■ DATA:
────
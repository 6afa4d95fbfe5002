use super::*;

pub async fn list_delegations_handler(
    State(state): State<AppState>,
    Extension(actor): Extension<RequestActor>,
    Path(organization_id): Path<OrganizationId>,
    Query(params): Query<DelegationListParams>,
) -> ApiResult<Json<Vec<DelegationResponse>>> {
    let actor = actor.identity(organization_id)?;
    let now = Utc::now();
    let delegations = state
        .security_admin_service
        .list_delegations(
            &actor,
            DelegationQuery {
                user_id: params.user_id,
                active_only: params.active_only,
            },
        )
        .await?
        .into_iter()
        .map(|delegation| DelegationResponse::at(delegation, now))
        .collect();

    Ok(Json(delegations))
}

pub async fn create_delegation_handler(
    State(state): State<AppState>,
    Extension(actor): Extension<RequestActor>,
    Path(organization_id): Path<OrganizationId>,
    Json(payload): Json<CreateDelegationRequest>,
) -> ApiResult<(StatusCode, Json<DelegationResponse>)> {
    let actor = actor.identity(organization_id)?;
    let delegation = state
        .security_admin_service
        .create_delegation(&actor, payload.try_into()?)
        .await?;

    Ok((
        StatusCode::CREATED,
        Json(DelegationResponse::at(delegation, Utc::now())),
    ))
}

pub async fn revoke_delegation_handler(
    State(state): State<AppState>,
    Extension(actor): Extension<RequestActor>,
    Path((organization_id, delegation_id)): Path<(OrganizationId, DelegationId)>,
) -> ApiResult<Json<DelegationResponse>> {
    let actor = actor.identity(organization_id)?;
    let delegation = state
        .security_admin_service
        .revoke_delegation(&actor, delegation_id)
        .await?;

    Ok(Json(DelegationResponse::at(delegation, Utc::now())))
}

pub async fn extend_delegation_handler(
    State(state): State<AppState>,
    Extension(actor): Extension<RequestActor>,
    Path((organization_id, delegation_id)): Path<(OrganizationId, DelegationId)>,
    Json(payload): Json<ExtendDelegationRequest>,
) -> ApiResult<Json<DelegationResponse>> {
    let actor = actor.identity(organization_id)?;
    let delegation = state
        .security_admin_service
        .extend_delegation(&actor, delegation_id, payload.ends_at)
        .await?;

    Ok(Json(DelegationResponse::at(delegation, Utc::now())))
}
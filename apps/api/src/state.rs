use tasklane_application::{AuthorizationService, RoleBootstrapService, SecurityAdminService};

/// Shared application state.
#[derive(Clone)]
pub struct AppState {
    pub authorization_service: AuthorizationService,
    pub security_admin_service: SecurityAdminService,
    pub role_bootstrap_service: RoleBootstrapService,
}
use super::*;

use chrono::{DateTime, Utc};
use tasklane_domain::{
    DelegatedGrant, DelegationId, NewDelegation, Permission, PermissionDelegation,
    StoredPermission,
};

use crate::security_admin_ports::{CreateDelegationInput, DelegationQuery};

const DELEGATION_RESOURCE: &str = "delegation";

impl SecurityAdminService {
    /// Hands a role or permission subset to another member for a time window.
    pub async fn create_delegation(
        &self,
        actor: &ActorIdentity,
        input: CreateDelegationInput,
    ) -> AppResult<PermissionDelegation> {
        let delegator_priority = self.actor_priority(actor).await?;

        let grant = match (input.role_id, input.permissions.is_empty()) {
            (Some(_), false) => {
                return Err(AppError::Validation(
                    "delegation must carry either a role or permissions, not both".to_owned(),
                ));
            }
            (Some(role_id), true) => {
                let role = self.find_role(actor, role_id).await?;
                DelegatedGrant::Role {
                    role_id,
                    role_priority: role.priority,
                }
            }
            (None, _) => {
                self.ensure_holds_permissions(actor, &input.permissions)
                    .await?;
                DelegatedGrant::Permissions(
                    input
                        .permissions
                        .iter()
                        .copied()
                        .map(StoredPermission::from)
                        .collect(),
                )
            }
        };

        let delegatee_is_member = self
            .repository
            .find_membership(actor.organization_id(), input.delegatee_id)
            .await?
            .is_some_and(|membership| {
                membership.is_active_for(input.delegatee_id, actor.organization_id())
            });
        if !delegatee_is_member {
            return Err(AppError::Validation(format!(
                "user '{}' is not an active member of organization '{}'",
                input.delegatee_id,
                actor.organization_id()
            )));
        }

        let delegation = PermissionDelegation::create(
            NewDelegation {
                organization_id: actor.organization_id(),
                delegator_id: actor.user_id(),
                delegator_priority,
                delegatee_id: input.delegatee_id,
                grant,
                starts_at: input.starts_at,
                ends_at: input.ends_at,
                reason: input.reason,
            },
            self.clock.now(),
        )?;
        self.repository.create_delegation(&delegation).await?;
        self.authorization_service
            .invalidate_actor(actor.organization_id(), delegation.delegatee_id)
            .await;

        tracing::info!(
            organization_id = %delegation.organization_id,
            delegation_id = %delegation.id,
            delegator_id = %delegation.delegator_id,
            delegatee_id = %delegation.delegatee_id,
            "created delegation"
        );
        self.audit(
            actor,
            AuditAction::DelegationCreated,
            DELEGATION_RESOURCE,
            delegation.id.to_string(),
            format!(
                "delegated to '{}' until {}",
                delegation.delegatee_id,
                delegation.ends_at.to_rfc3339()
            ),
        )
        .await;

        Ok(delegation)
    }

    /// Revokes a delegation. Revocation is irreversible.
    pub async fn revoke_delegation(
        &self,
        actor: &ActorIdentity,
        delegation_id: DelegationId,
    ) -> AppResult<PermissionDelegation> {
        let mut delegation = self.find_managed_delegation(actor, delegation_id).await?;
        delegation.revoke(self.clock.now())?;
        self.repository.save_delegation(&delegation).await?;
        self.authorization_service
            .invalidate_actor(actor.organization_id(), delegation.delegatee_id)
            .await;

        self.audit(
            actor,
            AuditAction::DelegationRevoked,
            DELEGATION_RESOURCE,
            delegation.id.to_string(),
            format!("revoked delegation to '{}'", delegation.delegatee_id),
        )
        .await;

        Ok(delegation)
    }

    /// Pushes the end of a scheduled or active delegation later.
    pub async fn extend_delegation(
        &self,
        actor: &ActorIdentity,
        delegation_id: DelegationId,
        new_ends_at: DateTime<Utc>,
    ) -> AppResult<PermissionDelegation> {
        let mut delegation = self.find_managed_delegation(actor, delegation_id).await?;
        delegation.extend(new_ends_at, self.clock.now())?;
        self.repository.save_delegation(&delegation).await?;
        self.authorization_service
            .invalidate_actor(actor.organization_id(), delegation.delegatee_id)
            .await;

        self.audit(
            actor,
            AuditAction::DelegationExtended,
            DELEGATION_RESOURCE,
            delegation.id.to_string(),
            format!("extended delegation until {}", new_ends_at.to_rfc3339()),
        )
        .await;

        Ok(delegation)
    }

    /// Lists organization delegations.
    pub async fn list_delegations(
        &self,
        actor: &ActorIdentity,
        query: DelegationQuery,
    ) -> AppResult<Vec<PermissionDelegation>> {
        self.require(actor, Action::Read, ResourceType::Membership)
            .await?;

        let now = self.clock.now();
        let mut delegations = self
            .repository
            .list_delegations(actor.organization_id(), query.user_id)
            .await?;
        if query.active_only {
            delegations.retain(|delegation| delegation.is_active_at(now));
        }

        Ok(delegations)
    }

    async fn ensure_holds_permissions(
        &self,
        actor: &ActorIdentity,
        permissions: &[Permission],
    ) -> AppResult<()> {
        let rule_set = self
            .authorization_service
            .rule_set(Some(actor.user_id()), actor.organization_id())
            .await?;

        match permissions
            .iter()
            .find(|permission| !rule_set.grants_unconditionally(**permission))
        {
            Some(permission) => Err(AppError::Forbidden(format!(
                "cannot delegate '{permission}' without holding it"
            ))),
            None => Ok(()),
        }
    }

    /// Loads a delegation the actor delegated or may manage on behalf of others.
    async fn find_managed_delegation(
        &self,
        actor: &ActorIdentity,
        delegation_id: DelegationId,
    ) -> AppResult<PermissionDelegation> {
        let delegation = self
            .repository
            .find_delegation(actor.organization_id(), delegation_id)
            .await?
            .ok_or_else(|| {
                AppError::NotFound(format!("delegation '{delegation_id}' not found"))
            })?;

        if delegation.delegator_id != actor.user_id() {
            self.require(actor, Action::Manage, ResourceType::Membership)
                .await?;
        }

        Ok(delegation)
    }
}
────
■ ACTIVITY:
Scan the records above line by line, counting those where the word "async" appears, and give the count alone.

■ ANSWER BOX:
10